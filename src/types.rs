use serde::{Deserialize, Serialize};
use std::{fmt, str::FromStr};

// ── Constants ──────────────────────────────────────────────────────────

pub const DEFAULT_BIND_ADDR: &str = "127.0.0.1:17880";
pub const DEFAULT_SHUFFLE_SEED: u64 = 1337;

// ── Identifiers ────────────────────────────────────────────────────────

pub type ParticipantId = u32;
pub type MatchId = u64;

// ── Participants ───────────────────────────────────────────────────────

/// A registered entrant. The engine only ever looks at `id`.
#[derive(Debug, Clone, PartialEq, Eq, Serialize, Deserialize)]
#[serde(rename_all = "camelCase")]
pub struct Participant {
    pub id: ParticipantId,
    pub name: String,
}

impl Participant {
    pub fn new(id: ParticipantId, name: impl Into<String>) -> Self {
        Participant { id, name: name.into() }
    }
}

// ── Bracket settings ───────────────────────────────────────────────────

#[derive(Debug, Clone, Copy, Default, PartialEq, Eq, Hash, Serialize, Deserialize)]
#[serde(rename_all = "camelCase")]
pub enum BracketFormat {
    SingleElimination,
    #[default]
    DoubleElimination,
}

impl FromStr for BracketFormat {
    type Err = String;

    fn from_str(raw: &str) -> Result<Self, Self::Err> {
        match raw.trim().to_ascii_lowercase().replace(['-', '_', ' '], "").as_str() {
            "single" | "singleelimination" | "se" => Ok(BracketFormat::SingleElimination),
            "double" | "doubleelimination" | "de" => Ok(BracketFormat::DoubleElimination),
            other => Err(format!("Unknown bracket format \"{other}\".")),
        }
    }
}

/// How arrival order is turned into seed order.
#[derive(Debug, Clone, PartialEq, Eq, Serialize, Deserialize)]
#[serde(tag = "mode", rename_all = "camelCase")]
pub enum Seeding {
    /// Deterministic shuffle; the same seed always yields the same bracket.
    Random { seed: u64 },
    AsListed,
}

impl Default for Seeding {
    fn default() -> Self {
        Seeding::Random { seed: DEFAULT_SHUFFLE_SEED }
    }
}

#[derive(Debug, Clone, PartialEq, Eq, Serialize, Deserialize)]
#[serde(rename_all = "camelCase", default)]
pub struct BracketSettings {
    pub format: BracketFormat,
    /// Registration cap. `None` accepts any number of entrants.
    pub capacity: Option<usize>,
    pub seeding: Seeding,
    /// Reject fewer than two entrants instead of building the trivial bracket.
    pub require_playable: bool,
}

impl Default for BracketSettings {
    fn default() -> Self {
        BracketSettings {
            format: BracketFormat::default(),
            capacity: None,
            seeding: Seeding::default(),
            require_playable: false,
        }
    }
}

// ── Match graph ────────────────────────────────────────────────────────

#[derive(Debug, Clone, Copy, PartialEq, Eq, Hash, PartialOrd, Ord, Serialize, Deserialize)]
#[serde(rename_all = "camelCase")]
pub enum BracketSection {
    Winners,
    Losers,
    GrandFinal,
    GrandFinalReset,
}

impl BracketSection {
    /// Feeders must come from a strictly lower `(rank, round)`.
    pub fn rank(self) -> u8 {
        match self {
            BracketSection::Winners => 0,
            BracketSection::Losers => 1,
            BracketSection::GrandFinal => 2,
            BracketSection::GrandFinalReset => 3,
        }
    }

    pub fn label(self, round: u32) -> String {
        match self {
            BracketSection::Winners => format!("Winners Round {round}"),
            BracketSection::Losers => format!("Losers Round {round}"),
            BracketSection::GrandFinal => "Grand Final".to_string(),
            BracketSection::GrandFinalReset => "Grand Final Reset".to_string(),
        }
    }
}

impl fmt::Display for BracketSection {
    fn fmt(&self, f: &mut fmt::Formatter<'_>) -> fmt::Result {
        let text = match self {
            BracketSection::Winners => "winners",
            BracketSection::Losers => "losers",
            BracketSection::GrandFinal => "grand final",
            BracketSection::GrandFinalReset => "grand final reset",
        };
        f.write_str(text)
    }
}

#[derive(Debug, Clone, Copy, PartialEq, Eq, Hash, Serialize, Deserialize)]
#[serde(rename_all = "camelCase")]
pub enum FeedRole {
    Winner,
    Loser,
}

#[derive(Debug, Clone, Copy, PartialEq, Eq, Hash, Serialize, Deserialize)]
#[serde(rename_all = "camelCase")]
pub enum SlotSide {
    A,
    B,
}

/// Who sits (or will sit) in one side of a match.
#[derive(Debug, Clone, PartialEq, Eq, Serialize, Deserialize)]
#[serde(tag = "kind", rename_all = "camelCase")]
pub enum Slot {
    /// Permanently unfilled; no match will ever feed it.
    Empty,
    Entrant { id: ParticipantId },
    /// Filled by the winner or loser of `from`. `entrant` stays `None` until `from` is decided.
    Feeder {
        from: MatchId,
        role: FeedRole,
        #[serde(default)]
        entrant: Option<ParticipantId>,
    },
}

impl Slot {
    pub fn entrant(id: ParticipantId) -> Self {
        Slot::Entrant { id }
    }

    pub fn pending(from: MatchId, role: FeedRole) -> Self {
        Slot::Feeder { from, role, entrant: None }
    }

    pub fn occupant(&self) -> Option<ParticipantId> {
        match self {
            Slot::Empty => None,
            Slot::Entrant { id } => Some(*id),
            Slot::Feeder { entrant, .. } => *entrant,
        }
    }

    pub fn feeder(&self) -> Option<(MatchId, FeedRole)> {
        match self {
            Slot::Feeder { from, role, .. } => Some((*from, *role)),
            Slot::Empty | Slot::Entrant { .. } => None,
        }
    }

    pub fn is_pending(&self) -> bool {
        matches!(self, Slot::Feeder { entrant: None, .. })
    }

    pub(crate) fn fill(&mut self, participant: ParticipantId) {
        if let Slot::Feeder { entrant, .. } = self {
            *entrant = Some(participant);
        }
    }

    pub(crate) fn vacate(&mut self) {
        if let Slot::Feeder { entrant, .. } = self {
            *entrant = None;
        }
    }
}

#[derive(Debug, Clone, PartialEq, Eq, Serialize, Deserialize)]
#[serde(rename_all = "camelCase")]
pub struct Match {
    pub id: MatchId,
    pub tournament_id: String,
    pub section: BracketSection,
    pub round: u32,
    pub position: u32,
    pub slot_a: Slot,
    pub slot_b: Slot,
    pub winner_id: Option<ParticipantId>,
    pub score: Option<String>,
    pub is_bye: bool,
}

impl Match {
    pub fn slot(&self, side: SlotSide) -> &Slot {
        match side {
            SlotSide::A => &self.slot_a,
            SlotSide::B => &self.slot_b,
        }
    }

    pub fn slot_mut(&mut self, side: SlotSide) -> &mut Slot {
        match side {
            SlotSide::A => &mut self.slot_a,
            SlotSide::B => &mut self.slot_b,
        }
    }

    pub fn occupants(&self) -> [Option<ParticipantId>; 2] {
        [self.slot_a.occupant(), self.slot_b.occupant()]
    }

    pub fn occupies(&self, participant: ParticipantId) -> bool {
        self.occupants().contains(&Some(participant))
    }

    pub fn sort_key(&self) -> (u8, u32, u32, MatchId) {
        (self.section.rank(), self.round, self.position, self.id)
    }

    /// Both entrants are known and nobody has won yet.
    pub fn is_playable(&self) -> bool {
        !self.is_bye && self.winner_id.is_none() && self.occupants().iter().all(Option::is_some)
    }

    pub fn loser_id(&self) -> Option<ParticipantId> {
        if self.is_bye {
            return None;
        }
        let winner = self.winner_id?;
        self.occupants().into_iter().flatten().find(|id| *id != winner)
    }

    /// The lone occupant when the other side can never be filled.
    pub fn bye_occupant(&self) -> Option<ParticipantId> {
        match (&self.slot_a, &self.slot_b) {
            (Slot::Empty, Slot::Empty) => None,
            (occupied, Slot::Empty) | (Slot::Empty, occupied) => occupied.occupant(),
            _ => None,
        }
    }

    /// Re-derive `is_bye` from the slots. Returns true when the match just became a
    /// resolved bye whose winner still has to be pushed downstream.
    pub(crate) fn refresh_bye(&mut self) -> bool {
        if self.section == BracketSection::GrandFinalReset {
            return false;
        }
        match self.bye_occupant() {
            Some(occupant) => {
                let newly_resolved = !self.is_bye || self.winner_id != Some(occupant);
                self.is_bye = true;
                self.winner_id = Some(occupant);
                self.score = None;
                newly_resolved
            }
            None => {
                if self.is_bye {
                    self.is_bye = false;
                    self.winner_id = None;
                    self.score = None;
                }
                false
            }
        }
    }

    pub(crate) fn deactivate_reset(&mut self) {
        self.slot_a = Slot::Empty;
        self.slot_b = Slot::Empty;
        self.winner_id = None;
        self.score = None;
        self.is_bye = true;
    }

    pub(crate) fn activate_reset(&mut self, winners_side: ParticipantId, losers_side: ParticipantId) {
        self.slot_a = Slot::entrant(winners_side);
        self.slot_b = Slot::entrant(losers_side);
        self.winner_id = None;
        self.score = None;
        self.is_bye = false;
    }

    pub fn label(&self) -> String {
        self.section.label(self.round)
    }
}
//! Board representation for Reversi

pub mod bitboard;
pub mod board;


// Re-exports
pub use bitboard::Bitboard;
pub use board::Board;

/// Board size (8x8)
pub const BOARD_SIZE: usize = 8;
pub const TOTAL_CELLS: usize = BOARD_SIZE * BOARD_SIZE; // 64

/// Stone colors
#[derive(Debug, Clone, Copy, PartialEq, Eq, Hash)]
pub enum Stone {
    Empty,
    Black,
    White,
}

impl Stone {
    /// Get opponent color
    #[inline]
    pub fn opponent(self) -> Stone {
        match self {
            Stone::Black => Stone::White,
            Stone::White => Stone::Black,
            Stone::Empty => Stone::Empty,
        }
    }

    /// Human-readable color name
    pub fn name(self) -> &'static str {
        match self {
            Stone::Black => "Black",
            Stone::White => "White",
            Stone::Empty => "Empty",
        }
    }
}

/// Position on the board
#[derive(Debug, Clone, Copy, PartialEq, Eq, Hash)]
pub struct Pos {
    pub row: u8,
    pub col: u8,
}

impl Pos {
    /// Panics if the cell is off the board.
    #[inline]
    pub fn new(row: u8, col: u8) -> Self {
        assert!(
            (row as usize) < BOARD_SIZE && (col as usize) < BOARD_SIZE,
            "position ({row}, {col}) is off the board"
        );
        Self { row, col }
    }

    /// Checked constructor for untrusted coordinates (pointer mapping, CLI input)
    #[inline]
    pub fn try_new(row: i32, col: i32) -> Option<Self> {
        Self::is_valid(row, col).then(|| Self {
            row: row as u8,
            col: col as u8,
        })
    }

    #[inline]
    pub fn to_index(self) -> usize {
        self.row as usize * BOARD_SIZE + self.col as usize
    }

    #[inline]
    pub fn from_index(idx: usize) -> Self {
        assert!(idx < TOTAL_CELLS, "index {idx} is off the board");
        Self {
            row: (idx / BOARD_SIZE) as u8,
            col: (idx % BOARD_SIZE) as u8,
        }
    }

    #[inline]
    pub fn is_valid(row: i32, col: i32) -> bool {
        row >= 0 && row < BOARD_SIZE as i32 && col >= 0 && col < BOARD_SIZE as i32
    }

    /// Neighbouring cell one step in `dir`, or `None` past the edge
    #[inline]
    pub fn step(self, dir: Direction) -> Option<Pos> {
        let (dr, dc) = dir.delta();
        Pos::try_new(self.row as i32 + dr, self.col as i32 + dc)
    }

    /// Iterate all 64 cells in index order (row-major)
    pub fn all() -> impl Iterator<Item = Pos> {
        (0..TOTAL_CELLS).map(Pos::from_index)
    }
}

impl std::fmt::Display for Pos {
    fn fmt(&self, f: &mut std::fmt::Formatter<'_>) -> std::fmt::Result {
        write!(f, "({}, {})", self.row, self.col)
    }
}

impl PartialOrd for Pos {
    fn partial_cmp(&self, other: &Self) -> Option<std::cmp::Ordering> {
        Some(self.cmp(other))
    }
}

impl Ord for Pos {
    fn cmp(&self, other: &Self) -> std::cmp::Ordering {
        self.to_index().cmp(&other.to_index())
    }
}

/// The 8 compass directions, in the order captures are resolved
#[derive(Debug, Clone, Copy, PartialEq, Eq)]
pub enum Direction {
    North,
    NorthEast,
    East,
    SouthEast,
    South,
    SouthWest,
    West,
    NorthWest,
}

impl Direction {
    pub const ALL: [Direction; 8] = [
        Direction::North,
        Direction::NorthEast,
        Direction::East,
        Direction::SouthEast,
        Direction::South,
        Direction::SouthWest,
        Direction::West,
        Direction::NorthWest,
    ];

    /// (row, col) delta of one step
    #[inline]
    pub fn delta(self) -> (i32, i32) {
        match self {
            Direction::North => (-1, 0),
            Direction::NorthEast => (-1, 1),
            Direction::East => (0, 1),
            Direction::SouthEast => (1, 1),
            Direction::South => (1, 0),
            Direction::SouthWest => (1, -1),
            Direction::West => (0, -1),
            Direction::NorthWest => (-1, -1),
        }
    }
}
//! Main application for the Reversi GUI

use eframe::egui;
use egui::{CentralPanel, Color32, Context, CornerRadius, Frame, RichText, SidePanel, TopBottomPanel};

use super::board_view::{BoardOverlay, BoardView};
use super::game_state::GameState;
use super::theme::*;
use crate::{Phase, Stone, MAX_PLY};

/// Main Reversi application
pub struct ReversiApp {
    state: GameState,
    board_view: BoardView,
    show_hints: bool,
}

impl ReversiApp {
    /// Create a new app with the human bound to `human`
    pub fn new(_cc: &eframe::CreationContext<'_>, human: Stone) -> Self {
        Self {
            state: GameState::new(human),
            board_view: BoardView::default(),
            show_hints: true,
        }
    }

    /// Render the top menu bar
    fn render_menu_bar(&mut self, ctx: &Context) {
        TopBottomPanel::top("menu_bar").show(ctx, |ui| {
            egui::menu::bar(ui, |ui| {
                ui.menu_button("Game", |ui| {
                    if ui.button("Clear (N)").clicked() {
                        self.state.clear();
                        ui.close_menu();
                    }
                    if ui.button("Change sides (C)").clicked() {
                        self.state.change();
                        ui.close_menu();
                    }
                });

                ui.menu_button("View", |ui| {
                    ui.checkbox(&mut self.show_hints, "Legal move hints (H)");
                });

                ui.with_layout(egui::Layout::right_to_left(egui::Align::Center), |ui| {
                    ui.label(format!("You: {}", self.state.engine.human_side().name()));
                });
            });
        });
    }

    /// Render the side panel with counters and actions
    fn render_side_panel(&mut self, ctx: &Context) {
        SidePanel::right("info_panel")
            .min_width(240.0)
            .max_width(280.0)
            .frame(Frame::new().fill(PANEL_BG))
            .show(ctx, |ui| {
                ui.add_space(12.0);

                self.render_title_card(ui);
                ui.add_space(12.0);

                self.render_turn_card(ui);
                ui.add_space(10.0);

                self.render_score_card(ui);
                ui.add_space(10.0);

                self.render_actions_card(ui);
                ui.add_space(10.0);

                self.render_engine_card(ui);

                if self.state.engine.phase() == Phase::GameOver {
                    ui.add_space(10.0);
                    self.render_game_over_card(ui);
                }

                if let Some(msg) = self.state.message.clone() {
                    ui.add_space(10.0);
                    self.render_message_card(ui, &msg);
                }
            });
    }

    /// Helper to create a card frame
    fn card_frame() -> Frame {
        Frame::new()
            .fill(CARD_BG)
            .corner_radius(CornerRadius::same(8))
            .inner_margin(12.0)
    }

    fn render_title_card(&self, ui: &mut egui::Ui) {
        ui.vertical_centered(|ui| {
            ui.add_space(8.0);
            ui.label(RichText::new("●○").size(20.0).color(TEXT_SECONDARY));
            ui.add_space(4.0);
            ui.label(RichText::new("REVERSI").size(22.0).strong().color(TEXT_PRIMARY));
        });
    }

    /// Whose move it is and what the engine is doing
    fn render_turn_card(&self, ui: &mut egui::Ui) {
        Self::card_frame().show(ui, |ui| {
            ui.set_width(ui.available_width());
            ui.label(RichText::new("TURN").size(10.0).color(TEXT_MUTED));
            ui.add_space(6.0);

            let engine = &self.state.engine;
            let status_color = match engine.phase() {
                Phase::GameOver => STATUS_DONE,
                _ if self.state.is_human_turn() => STATUS_OK,
                _ => STATUS_BUSY,
            };

            ui.horizontal(|ui| {
                let (symbol, color) = stone_symbol(engine.human_side());
                ui.label(RichText::new(symbol).size(24.0).color(color));
                ui.add_space(8.0);
                ui.vertical(|ui| {
                    ui.label(RichText::new(format!("You play {}", engine.human_side().name())).size(14.0).strong().color(TEXT_PRIMARY));
                    ui.label(RichText::new(self.state.status_text()).size(12.0).color(status_color));
                });
            });

            ui.add_space(6.0);
            ui.label(RichText::new(format!("Move {} / {}", engine.ply(), MAX_PLY)).size(11.0).color(TEXT_SECONDARY));
        });
    }

    /// Stone counts and the signed difference
    fn render_score_card(&self, ui: &mut egui::Ui) {
        Self::card_frame().show(ui, |ui| {
            ui.set_width(ui.available_width());
            ui.label(RichText::new("STONES").size(10.0).color(TEXT_MUTED));
            ui.add_space(8.0);

            for side in [Stone::Black, Stone::White] {
                let (symbol, color) = stone_symbol(side);
                ui.horizontal(|ui| {
                    ui.label(RichText::new(symbol).size(18.0).color(color));
                    ui.label(RichText::new(side.name()).size(13.0).color(TEXT_PRIMARY));
                    ui.with_layout(egui::Layout::right_to_left(egui::Align::Center), |ui| {
                        let count = self.state.engine.piece_count(side);
                        ui.label(RichText::new(count.to_string()).size(16.0).strong().color(TEXT_PRIMARY));
                    });
                });
            }

            ui.add_space(6.0);
            let diff = self.state.engine.piece_diff();
            ui.label(RichText::new(format!("Difference {diff:+}")).size(11.0).color(TEXT_SECONDARY));
        });
    }

    fn render_actions_card(&mut self, ui: &mut egui::Ui) {
        Self::card_frame().show(ui, |ui| {
            ui.set_width(ui.available_width());
            ui.label(RichText::new("ACTIONS").size(10.0).color(TEXT_MUTED));
            ui.add_space(8.0);

            ui.horizontal(|ui| {
                let btn_frame = Frame::new()
                    .fill(BUTTON_BG)
                    .corner_radius(CornerRadius::same(6))
                    .inner_margin(8.0);

                btn_frame.show(ui, |ui| {
                    if ui.add(egui::Label::new(RichText::new("Clear").size(12.0).color(TEXT_PRIMARY)).sense(egui::Sense::click())).clicked() {
                        self.state.clear();
                    }
                });

                ui.add_space(4.0);

                btn_frame.show(ui, |ui| {
                    if ui.add(egui::Label::new(RichText::new("Change").size(12.0).color(TEXT_PRIMARY)).sense(egui::Sense::click())).clicked() {
                        self.state.change();
                    }
                });
            });
        });
    }

    /// Evaluator view of the position and the last automated choice
    fn render_engine_card(&self, ui: &mut egui::Ui) {
        Self::card_frame().show(ui, |ui| {
            ui.set_width(ui.available_width());
            ui.label(RichText::new("ENGINE").size(10.0).color(TEXT_MUTED));
            ui.add_space(6.0);

            let engine = &self.state.engine;
            ui.label(RichText::new(format!("Eval: {}", engine.eval_value())).size(12.0).strong().color(TEXT_PRIMARY));

            match engine.last_selection() {
                Some(result) => {
                    let choice = match result.best_move {
                        Some(pos) => format!("→ {pos}"),
                        None => "→ pass".to_string(),
                    };
                    ui.label(RichText::new(choice).size(12.0).color(TEXT_SECONDARY));
                    ui.label(
                        RichText::new(format!("Score {} over {} candidates", result.score, result.candidates))
                            .size(10.0)
                            .color(TEXT_MUTED),
                    );
                }
                None => {
                    ui.label(RichText::new("No move yet").size(10.0).color(TEXT_MUTED));
                }
            }
        });
    }

    fn render_game_over_card(&mut self, ui: &mut egui::Ui) {
        Frame::new()
            .fill(GAME_OVER_BG)
            .corner_radius(CornerRadius::same(8))
            .inner_margin(12.0)
            .show(ui, |ui| {
                ui.set_width(ui.available_width());
                ui.vertical_centered(|ui| {
                    ui.label(RichText::new("GAME OVER").size(12.0).color(STATUS_DONE));
                    ui.add_space(8.0);

                    let headline = match self.state.engine.winner() {
                        Some(winner) => format!("{} wins", winner.name()),
                        None => "Draw".to_string(),
                    };
                    ui.label(RichText::new(headline).size(18.0).strong().color(TEXT_PRIMARY));
                    ui.label(
                        RichText::new(format!(
                            "{} - {}",
                            self.state.engine.piece_count(Stone::Black),
                            self.state.engine.piece_count(Stone::White)
                        ))
                        .size(11.0)
                        .color(TEXT_SECONDARY),
                    );

                    ui.add_space(12.0);
                    Frame::new()
                        .fill(BUTTON_BG)
                        .corner_radius(CornerRadius::same(6))
                        .inner_margin(8.0)
                        .show(ui, |ui| {
                            if ui.add(egui::Label::new(RichText::new("New Game").size(14.0).strong().color(TEXT_PRIMARY)).sense(egui::Sense::click())).clicked() {
                                self.state.clear();
                            }
                        });
                });
            });
    }

    /// Render status message card
    fn render_message_card(&self, ui: &mut egui::Ui, msg: &str) {
        Frame::new()
            .fill(MESSAGE_BG)
            .corner_radius(CornerRadius::same(8))
            .inner_margin(10.0)
            .show(ui, |ui| {
                ui.horizontal(|ui| {
                    ui.label(RichText::new("⚠").size(14.0));
                    ui.add_space(4.0);
                    ui.label(RichText::new(msg).size(11.0).color(TEXT_PRIMARY));
                });
            });
    }

    /// Render the main board
    fn render_board(&mut self, ctx: &Context) {
        CentralPanel::default().show(ctx, |ui| {
            ui.style_mut().visuals.panel_fill = Color32::from_rgb(40, 42, 46);

            let interactive = self.state.is_human_turn();
            let hints = if interactive && self.show_hints {
                self.state.engine.legal_moves(self.state.engine.human_side())
            } else {
                Vec::new()
            };

            let overlay = BoardOverlay {
                hints: &hints,
                changes: self.state.engine.change_list(),
                human: self.state.engine.human_side(),
                interactive,
            };

            let clicked = self.board_view.show(ui, self.state.engine.board(), &overlay);

            if let Some(pos) = clicked {
                self.state.try_place_stone(pos);
            }
        });
    }

    /// Handle keyboard shortcuts
    fn handle_input(&mut self, ctx: &Context) {
        ctx.input(|i| {
            // N - Clear
            if i.key_pressed(egui::Key::N) {
                self.state.clear();
            }

            // C - Change sides
            if i.key_pressed(egui::Key::C) {
                self.state.change();
            }

            // H - Toggle hints
            if i.key_pressed(egui::Key::H) {
                self.show_hints = !self.show_hints;
            }
        });
    }
}

fn stone_symbol(stone: Stone) -> (&'static str, Color32) {
    match stone {
        Stone::Black => ("●", BLACK_STONE),
        Stone::White => ("○", WHITE_STONE),
        Stone::Empty => ("·", TEXT_MUTED),
    }
}

impl eframe::App for ReversiApp {
    fn update(&mut self, ctx: &Context, _frame: &mut eframe::Frame) {
        // A reply queued on an earlier frame runs once that frame has shown the human's move
        let due = self.state.is_automated_pending();

        self.handle_input(ctx);

        // Render UI
        self.render_menu_bar(ctx);
        self.render_side_panel(ctx);
        self.render_board(ctx);

        if due {
            self.state.poll_automated();
        }
        if due || self.state.is_automated_pending() {
            ctx.request_repaint();
        }
    }
}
****************
Exercise -
Within the listing above, work out the number of lines that hold "FeedRole", and give that number alone.

Expected answer -
4